Write out the listing below exactly, beginning at its first line and ending with the line that contains "pub fn uploads(&self)".

[Opening THE DATA section]

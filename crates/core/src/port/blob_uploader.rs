// Storage Port
// Uploading is external; the client only hands over bytes and keeps the
// returned references.

use crate::domain::PayloadLocation;
use crate::error::Result;
use async_trait::async_trait;

/// A blob to upload
#[derive(Debug, Clone)]
pub struct BlobUpload {
    pub container: String,
    pub blob_name: String,
    pub content_type: String,
    pub content_encoding: Option<String>,
    pub data: Vec<u8>,
}

/// Storage collaborator
#[async_trait]
pub trait BlobUploader: Send + Sync {
    /// Upload a payload and return its container/input references
    async fn upload(&self, blob: BlobUpload) -> Result<PayloadLocation>;
}

// ============================================================================
// Mock Implementations for Testing
// ============================================================================

pub mod mocks {
    use super::*;
    use std::sync::Mutex;

    /// Keeps uploads in memory and fabricates `memory://` references
    #[derive(Default)]
    pub struct InMemoryBlobStore {
        uploads: Mutex<Vec<BlobUpload>>,
    }

    impl InMemoryBlobStore {
        pub fn new() -> Self {
            Self::default()
        }

        pub fn uploads(&self) -> Vec<BlobUpload> {
            self.uploads.lock().unwrap().clone()
        }
    }

    #[async_trait]
    impl BlobUploader for InMemoryBlobStore {
        async fn upload(&self, blob: BlobUpload) -> Result<PayloadLocation> {
            let container_uri = format!("memory://{}", blob.container);
            let input_data_uri = format!("{}/{}", container_uri, blob.blob_name);
            self.uploads.lock().unwrap().push(blob);
            Ok(PayloadLocation::new(container_uri, input_data_uri))
        }
    }
}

[Closing THE DATA section]

RESPONSE TO THIS TASK:
filename crates/core/src/port/blob_uploader.rs
// Storage Port
// Uploading is external; the client only hands over bytes and keeps the
// returned references.

use crate::domain::PayloadLocation;
use crate::error::Result;
use async_trait::async_trait;

/// A blob to upload
#[derive(Debug, Clone)]
pub struct BlobUpload {
    pub container: String,
    pub blob_name: String,
    pub content_type: String,
    pub content_encoding: Option<String>,
    pub data: Vec<u8>,
}

/// Storage collaborator
#[async_trait]
pub trait BlobUploader: Send + Sync {
    /// Upload a payload and return its container/input references
    async fn upload(&self, blob: BlobUpload) -> Result<PayloadLocation>;
}

// ============================================================================
// Mock Implementations for Testing
// ============================================================================

pub mod mocks {
    use super::*;
    use std::sync::Mutex;

    /// Keeps uploads in memory and fabricates `memory://` references
    #[derive(Default)]
    pub struct InMemoryBlobStore {
        uploads: Mutex<Vec<BlobUpload>>,
    }

    impl InMemoryBlobStore {
        pub fn new() -> Self {
            Self::default()
        }

        pub fn uploads(&self) -> Vec<BlobUpload> {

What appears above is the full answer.